AbstractToxoplasma gondii infects a broad range of warm-blooded hosts, including humans. Important clinical manifestations include encephalitis in immunocompromised patients as well as miscarriage and fetal damage during early pregnancy. Toxoplasma gondii dense granule antigen 2 and 5 (GRA2 and GRA5) are essential for parasitophorous vacuole development of the parasite. To evaluate the potential of GRA2 and GRA5 as recombinant DNA vaccine candidates, these antigens were cloned into eukaryotic expression vector (pcDNA 3.1C) and evaluated in vaccination experiments. Recombinant DNA vaccines constructed with genes encoding GRAs were validated in Chinese hamster ovary cells before evaluation using lethal challenge of the virulent T. gondii RH strain in BALB/c mice. The DNA vaccines of pcGRA2 and pcGRA5 elicited cellular-mediated immune response with significantly higher levels of interferon-gamma, interleukin-2 (IL-2), IL-4, and IL-10 (P < 0.05) compared with controls.
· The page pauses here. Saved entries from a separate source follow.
//! The requesting actor, as seen by the access guard.

use crate::access::permission::{PermissionId, PermissionSet};
use crate::types::RecordId;

/// Capability surface the guard consumes from the authentication collaborator.
pub trait Principal {
    fn is_authenticated(&self) -> bool;
    fn is_superuser(&self) -> bool;
    fn has_permission(&self, perm: &PermissionId) -> bool;

    /// Employee record backing this principal, if any. Used to default the
    /// employee on reservations and interactions.
    fn employee_id(&self) -> Option<RecordId> {
        None
    }
}

/// A request without a valid session.
#[derive(Debug, Clone, Copy, Default, PartialEq, Eq)]
pub struct Anonymous;

impl Principal for Anonymous {
    fn is_authenticated(&self) -> bool {
        false
    }

    fn is_superuser(&self) -> bool {
        false
    }

    fn has_permission(&self, _perm: &PermissionId) -> bool {
        false
    }
}

/// An authenticated employee with its effective permissions resolved.
#[derive(Debug, Clone, PartialEq, Eq)]
pub struct User {
    pub id: RecordId,
    pub email: String,
    pub superuser: bool,
    pub permissions: PermissionSet,
}

impl Principal for User {
    fn is_authenticated(&self) -> bool {
        true
    }

    fn is_superuser(&self) -> bool {
        self.superuser
    }

    fn has_permission(&self, perm: &PermissionId) -> bool {
        self.permissions.contains(perm)
    }

    fn employee_id(&self) -> Option<RecordId> {
        Some(self.id)
    }
}

/// Outcome of session resolution: either a user or nobody.
#[derive(Debug, Clone, PartialEq, Eq)]
pub enum Caller {
    Anonymous,
    User(User),
}

impl Principal for Caller {
    fn is_authenticated(&self) -> bool {
        matches!(self, Caller::User(_))
    }

    fn is_superuser(&self) -> bool {
        match self {
            Caller::User(u) => u.is_superuser(),
            Caller::Anonymous => false,
        }
    }

    fn has_permission(&self, perm: &PermissionId) -> bool {
        match self {
            Caller::User(u) => u.has_permission(perm),
            Caller::Anonymous => false,
        }
    }

    fn employee_id(&self) -> Option<RecordId> {
        match self {
            Caller::User(u) => u.employee_id(),
            Caller::Anonymous => None,
        }
    }
}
A mixed T-helper cell 1 (Th1)/Th2 response was associated with slightly prolonged survival. These findings provide evidence that DNA vaccination with GRA2 and GRA5 is associated with Th1-like cell-mediated immune responses. It will be worthwhile to construct recombinant multiantigen combining full-length GRA2 or/and GRA5 with various antigenic proteins such as the surface antigens and rhoptry antigens to improve vaccination efficacy.